Significant empathic embarrassment for both human and robot actors

Regardless of the avatar type of the actor, self-embarrassment and actor-embarrassment were both significantly higher when the actor faced an embarrassing incident (embarrassed condition) compared to when no embarrassing incident happened (non-embarrassed condition). This suggests that the situations chosen in this experiment in general were indeed considered as embarrassing events by the participants and the embarrassment was significantly higher than that in the non-embarrassed condition towards the robot actor as well as the human actor. Cronbach’s alpha of two questionnaire items (self-embarrassment and acter-embarrassment) was 0.615. Thus, these two items have some consistency, but reflect different aspects of empathic embarrassment and cognitive empathy, respectively. The empathic embarrassment was not only cognitive inference, but also felt as self-embarrassment. Thus, humans can empathize with robots in embarrassing situations, suggesting that humans assume the robots can be aware of being witnessed and have some degree of self-consciousness based on self-reflection and self-evaluation.

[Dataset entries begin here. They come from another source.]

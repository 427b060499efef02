// Copyright (c) 2025 woxQAQ
//
// Licensed under the MIT License or Apache License 2.0
// See LICENSE files for details

use crate::tree::NodeId;
use thiserror::Error;

/// Errors raised by expression tree mutation
#[derive(Debug, Clone, Error, PartialEq, Eq)]
pub enum TreeError {
    #[error("Node {0} does not exist")]
    InvalidNode(NodeId),

    #[error("Type of node {0} is already resolved")]
    TypeAlreadyResolved(NodeId),

    #[error("Render alias of node {0} is already assigned")]
    AliasAlreadyAssigned(NodeId),

    #[error("Node {child} is not a child of node {parent}")]
    NotAChild { parent: NodeId, child: NodeId },
}

pub type TreeResult<T> = Result<T, TreeError>;
// Copyright (c) 2025 woxQAQ
//
// Licensed under the MIT License or Apache License 2.0
// See LICENSE files for details
//
//! # Resolution context
//!
//! Per-statement state threaded through the finalize walk:
//!
//! - a class-map cache in front of the repository
//! - the scope stack (see [`crate::scope`])
//! - the parameter registry that hands out 1-based parameter indexes
//! - the generated-alias counter
//! - the diagnostics sink
//!
//! A context belongs to exactly one statement analysis and is never shared.

use crate::config::AnalyzerConfig;
use crate::diagnostics::{Diagnostics, Issue};
use crate::error::{SemanticError, SemanticResult};
use crate::scope::{ScopeArg, ScopeGuard};
use crate::symbol::RangeClassInfo;
use ecsql_catalog::ClassMapRepository;
use ecsql_codegen::render_ecsql;
use ecsql_function_registry::FunctionRegistry;
use ecsql_ir::{ClassMap, ExpTree, NodeId, RelationshipConstraint};
use std::collections::{HashMap, VecDeque};
use std::fmt;
use std::sync::Arc;
use tracing::{debug, instrument};

/// A parameter known to the registry
#[derive(Debug, Clone, PartialEq, Eq)]
pub struct TrackedParameter {
    /// 1-based index
    pub index: u32,
    pub name: Option<String>,
    /// Parameter nodes sharing this index, in tracking order
    pub occurrences: Vec<NodeId>,
}

/// Classes eligible for one end of a relationship
#[derive(Debug, Clone, Default)]
pub struct ConstraintClasses {
    pub classes: Vec<Arc<ClassMap>>,
    /// The end accepts any class
    pub any_class: bool,
}

impl ConstraintClasses {
    pub fn contains(&self, class: &ClassMap) -> bool {
        self.any_class || self.classes.iter().any(|c| c.key.same_as(&class.key))
    }
}

/// State of one statement analysis
pub struct ResolutionContext {
    repository: Arc<dyn ClassMapRepository>,
    functions: Arc<FunctionRegistry>,
    config: AnalyzerConfig,
    class_cache: HashMap<(String, String), Arc<ClassMap>>,
    scopes: Vec<ScopeArg>,
    parameters: Vec<TrackedParameter>,
    next_alias: usize,
    diagnostics: Diagnostics,
}

impl ResolutionContext {
    pub fn new(
        repository: Arc<dyn ClassMapRepository>,
        functions: Arc<FunctionRegistry>,
        config: AnalyzerConfig,
    ) -> Self {
        Self {
            repository,
            functions,
            config,
            class_cache: HashMap::new(),
            scopes: Vec::new(),
            parameters: Vec::new(),
            next_alias: 0,
            diagnostics: Diagnostics::new(),
        }
    }

    pub fn config(&self) -> &AnalyzerConfig {
        &self.config
    }

    pub fn functions(&self) -> &FunctionRegistry {
        &self.functions
    }

    /// Look up a class, memoized per lower-cased `(schema, name)`
    ///
    /// Repeated lookups return the same handle.
    ///
    /// # Errors
    ///
    /// `UnknownClass` and `AmbiguousClass` for lookup failures, `Catalog`
    /// for anything else the repository reports.
    #[instrument(skip(self))]
    pub fn resolve_class(
        &mut self,
        schema: Option<&str>,
        name: &str,
    ) -> SemanticResult<Arc<ClassMap>> {
        let key = (
            schema.unwrap_or_default().to_ascii_lowercase(),
            name.to_ascii_lowercase(),
        );
        if let Some(class) = self.class_cache.get(&key) {
            debug!(class = %class.key, "class cache hit");
            return Ok(Arc::clone(class));
        }

        let class = self
            .repository
            .resolve_class(schema, name)
            .map_err(SemanticError::from_class_lookup)?;
        self.class_cache.insert(key, Arc::clone(&class));
        Ok(class)
    }

    /// Source and target constraints of a relationship class
    pub fn relationship_constraints(
        &self,
        relationship: &ClassMap,
    ) -> SemanticResult<(RelationshipConstraint, RelationshipConstraint)> {
        Ok(self.repository.get_relationship_constraints(relationship)?)
    }

    /// Expand a relationship constraint into its eligible classes
    ///
    /// Polymorphic constraints include every subclass, transitively.
    pub fn constraint_classes(
        &mut self,
        constraint: &RelationshipConstraint,
    ) -> SemanticResult<ConstraintClasses> {
        let mut expanded = ConstraintClasses {
            classes: Vec::new(),
            any_class: constraint.any_class,
        };

        let mut queue = VecDeque::new();
        for key in &constraint.classes {
            queue.push_back(self.resolve_class(Some(&key.schema), &key.name)?);
        }
        while let Some(class) = queue.pop_front() {
            if expanded.classes.iter().any(|c| c.key.same_as(&class.key)) {
                continue;
            }
            if constraint.polymorphic {
                queue.extend(self.repository.derived_classes(&class.key)?);
            }
            expanded.classes.push(class);
        }

        debug!(
            classes = expanded.classes.len(),
            any_class = expanded.any_class,
            "expanded relationship constraint"
        );
        Ok(expanded)
    }

    /// Push a scope; it is popped when the guard drops
    pub fn push_scope(&mut self, scope: ScopeArg) -> ScopeGuard<'_> {
        self.scopes.push(scope);
        ScopeGuard::new(self)
    }

    pub(crate) fn pop_scope(&mut self) {
        self.scopes.pop();
    }

    /// Innermost scope
    pub fn scope(&self) -> Option<&ScopeArg> {
        self.scopes.last()
    }

    pub fn scope_depth(&self) -> usize {
        self.scopes.len()
    }

    /// Ranges a nested statement inherits: every range class of the innermost
    /// range scope, marked inherited
    pub fn inherited_ranges(&self) -> Vec<RangeClassInfo> {
        self.scopes
            .iter()
            .rev()
            .find(|s| matches!(s, ScopeArg::RangeClasses { .. }))
            .map(|s| s.range_classes().iter().map(RangeClassInfo::inherited).collect())
            .unwrap_or_default()
    }

    /// Assign the index of a parameter occurrence
    ///
    /// The first occurrence of a name allocates the next index and later
    /// occurrences reuse it. Unnamed parameters always get a fresh index.
    pub fn track_parameter(&mut self, name: Option<&str>, node: NodeId) -> u32 {
        let existing = name.and_then(|name| {
            self.parameters
                .iter_mut()
                .find(|p| p.name.as_deref().is_some_and(|n| n.eq_ignore_ascii_case(name)))
        });
        if let Some(tracked) = existing {
            tracked.occurrences.push(node);
            return tracked.index;
        }

        let index = self.parameters.len() as u32 + 1;
        self.parameters.push(TrackedParameter {
            index,
            name: name.map(str::to_string),
            occurrences: vec![node],
        });
        index
    }

    pub fn parameters(&self) -> &[TrackedParameter] {
        &self.parameters
    }

    /// Next synthetic column alias, unique within the statement
    pub fn generate_alias(&mut self) -> String {
        let alias = format!("{}{}", self.config.alias_prefix, self.next_alias);
        self.next_alias += 1;
        debug!(%alias, "generated alias");
        alias
    }

    /// Record `error` against `node` and hand it back for propagation
    pub fn error_at(&mut self, tree: &ExpTree, node: NodeId, error: SemanticError) -> SemanticError {
        let mut issue = Issue::from(&error);
        if let Ok(text) = render_ecsql(tree, node) {
            issue = issue.with_expression(text);
        }
        debug!(code = issue.code, node = %node, "semantic error");
        self.diagnostics.push(issue);
        error
    }

    pub fn diagnostics(&self) -> &Diagnostics {
        &self.diagnostics
    }

    pub fn into_diagnostics(self) -> Diagnostics {
        self.diagnostics
    }
}

impl fmt::Debug for ResolutionContext {
    fn fmt(&self, f: &mut fmt::Formatter<'_>) -> fmt::Result {
        f.debug_struct("ResolutionContext")
            .field("cached_classes", &self.class_cache.len())
            .field("scopes", &self.scopes)
            .field("parameters", &self.parameters)
            .field("next_alias", &self.next_alias)
            .field("diagnostics", &self.diagnostics)
            .finish()
    }
}

#[cfg(test)]
mod tests {
    use super::*;
    use crate::testing;
    use ecsql_ir::ClassKey;

    #[test]
    fn test_resolve_class_is_cached() {
        let mut ctx = testing::context();
        let first = ctx.resolve_class(Some("ecsql"), "PSA").unwrap();
        let second = ctx.resolve_class(Some("ECSQL"), "psa").unwrap();
        assert!(Arc::ptr_eq(&first, &second));
    }

    #[test]
    fn test_resolve_unknown_class() {
        let mut ctx = testing::context();
        assert_eq!(
            ctx.resolve_class(Some("ecsql"), "Nope").unwrap_err(),
            SemanticError::UnknownClass("ecsql.Nope".into())
        );
    }

    #[test]
    fn test_named_parameters_share_index() {
        let mut tree = ExpTree::new();
        let a = tree.parameter(Some("a"));
        let b = tree.parameter(None);
        let a2 = tree.parameter(Some("A"));
        let c = tree.parameter(None);

        let mut ctx = testing::context();
        assert_eq!(ctx.track_parameter(Some("a"), a), 1);
        assert_eq!(ctx.track_parameter(None, b), 2);
        assert_eq!(ctx.track_parameter(Some("A"), a2), 1);
        assert_eq!(ctx.track_parameter(None, c), 3);
        assert_eq!(ctx.parameters()[0].occurrences, vec![a, a2]);
    }

    #[test]
    fn test_generated_aliases_are_unique() {
        let mut ctx = testing::context();
        assert_eq!(ctx.generate_alias(), "K0");
        assert_eq!(ctx.generate_alias(), "K1");
    }

    #[test]
    fn test_polymorphic_constraint_includes_subclasses() {
        let mut ctx = testing::context();
        let constraint = RelationshipConstraint::new(vec![ClassKey::new("ecsql", "PSA")], true);
        let classes = ctx.constraint_classes(&constraint).unwrap();
        let sub = ctx.resolve_class(Some("ecsql"), "SubPSA").unwrap();
        assert!(classes.contains(&sub));
        assert!(!classes.any_class);

        let exact = RelationshipConstraint::new(vec![ClassKey::new("ecsql", "PSA")], false);
        let classes = ctx.constraint_classes(&exact).unwrap();
        assert!(!classes.contains(&sub));

        let any = ctx.constraint_classes(&RelationshipConstraint::any_class()).unwrap();
        assert!(any.contains(&sub));
    }

    #[test]
    fn test_error_at_records_expression() {
        let mut tree = ExpTree::new();
        let node = tree.property("a.Foo");
        let mut ctx = testing::context();
        let err = ctx.error_at(&tree, node, SemanticError::UnknownProperty("a.Foo".into()));
        assert_eq!(err.code(), "UnknownProperty");
        let issue = ctx.diagnostics().first_error().unwrap();
        assert_eq!(issue.expression.as_deref(), Some("a.Foo"));
    }
}
// Copyright (c) 2025 woxQAQ
//
// Licensed under the MIT License or Apache License 2.0
// See LICENSE files for details

//! # Compiler Configuration
//!
//! [`CompileOptions`] controls one [`EcsqlCompiler`](crate::EcsqlCompiler):
//! the analyzer limits and whether canonical ECSQL is rendered next to the
//! native SQL.
//!
//! Hosts usually keep the options in a JSON settings file. Missing fields
//! take their defaults:
//!
//! ```rust
//! use ecsql_compiler::CompileOptions;
//!
//! let options = CompileOptions::from_json(r#"{ "analyzer": { "max_depth": 32 } }"#).unwrap();
//! assert_eq!(options.analyzer.max_depth, 32);
//! assert!(options.render_ecsql);
//! ```
//!
//! [`StatementOptions`] are the per-statement `ECSQLOPTIONS` entries carried
//! on the tree; they are opaque to the compiler and handed to the executor.

use ecsql_ir::OptionEntry;
use ecsql_semantic::AnalyzerConfig;
use serde::{Deserialize, Serialize};

/// Compiler settings
#[derive(Debug, Clone, PartialEq, Eq, Serialize, Deserialize)]
#[serde(default)]
pub struct CompileOptions {
    pub analyzer: AnalyzerConfig,
    /// Render canonical ECSQL into [`CompiledStatement::ecsql`](crate::CompiledStatement::ecsql)
    pub render_ecsql: bool,
}

impl Default for CompileOptions {
    fn default() -> Self {
        Self {
            analyzer: AnalyzerConfig::default(),
            render_ecsql: true,
        }
    }
}

impl CompileOptions {
    /// Parse options from a JSON document
    pub fn from_json(json: &str) -> serde_json::Result<Self> {
        serde_json::from_str(json)
    }

    /// Builder method: replace the analyzer settings
    pub fn with_analyzer(mut self, analyzer: AnalyzerConfig) -> Self {
        self.analyzer = analyzer;
        self
    }

    /// Builder method: enable or disable canonical ECSQL output
    pub fn with_render_ecsql(mut self, render_ecsql: bool) -> Self {
        self.render_ecsql = render_ecsql;
        self
    }
}

/// `ECSQLOPTIONS` of a compiled statement
///
/// Entries keep declaration order. A name given twice (compared ASCII
/// case-insensitively) keeps its first position and its last value.
#[derive(Debug, Clone, Default, PartialEq, Eq, Serialize)]
pub struct StatementOptions {
    entries: Vec<OptionEntry>,
}

impl StatementOptions {
    pub fn new() -> Self {
        Self::default()
    }

    /// Add an entry, overwriting the value of an earlier entry with the same name
    pub fn insert(&mut self, entry: OptionEntry) {
        match self
            .entries
            .iter_mut()
            .find(|e| e.name.eq_ignore_ascii_case(&entry.name))
        {
            Some(existing) => existing.value = entry.value,
            None => self.entries.push(entry),
        }
    }

    pub fn get(&self, name: &str) -> Option<&OptionEntry> {
        self.entries.iter().find(|e| e.name.eq_ignore_ascii_case(name))
    }

    pub fn contains(&self, name: &str) -> bool {
        self.get(name).is_some()
    }

    pub fn iter(&self) -> impl Iterator<Item = &OptionEntry> {
        self.entries.iter()
    }

    pub fn len(&self) -> usize {
        self.entries.len()
    }

    pub fn is_empty(&self) -> bool {
        self.entries.is_empty()
    }
}

impl FromIterator<OptionEntry> for StatementOptions {
    fn from_iter<I: IntoIterator<Item = OptionEntry>>(iter: I) -> Self {
        let mut options = Self::new();
        for entry in iter {
            options.insert(entry);
        }
        options
    }
}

However, the appearance of the robot may affect the empathic embarrassment because humans empathize more strongly with more human-looking robots and less with more mechanical-looking robots when they are mistreated by humans27. Subjective ratings of empathic embarrassment for the human and the robot were not significantly different. It may be because we used a humanoid robot that had two arms, two legs, a head, and similar joints and proportions to humans. We should investigate the effect of robot appearance on empathic embarrassment in the future.

Lower actor-embarrassment with the robot actor compared to the human actor.

When we consider only the embarrassed condition, the inferred actor-embarrassment was significantly higher with the human avatar compared to that with the robot avatar. This suggests that cognitive empathy with regards to embarrassment is lower for robots compared to humans and this result is similar to previous studies that investigated empathy for robots during mistreatment27 and pain16. It may be due to naive knowledge that robots do not have a mind.

Humans are less concerned about abusing robots compared to abusing other humans25 and children sometimes abuse social robots in public spaces44. The low cognitive empathy to robot embarrassment as well as the low cognitive empathy to robot pain16 may be related to these phenomena.

Skin conductance response

Skin conductance showed a higher (marginally significant) value towards the human actor compared to the robot actor in the embarrassed condition. Therefore overall, these results suggest that while we feel a certain level of empathic embarrassment and cognitive empathy towards robots, it is significantly less than that felt towards humans. However, the difference was not statistically significant. It may be caused by underpower. The data of 7 participants were removed out of 24 participants due to high noise ratios or technical errors during the experiment.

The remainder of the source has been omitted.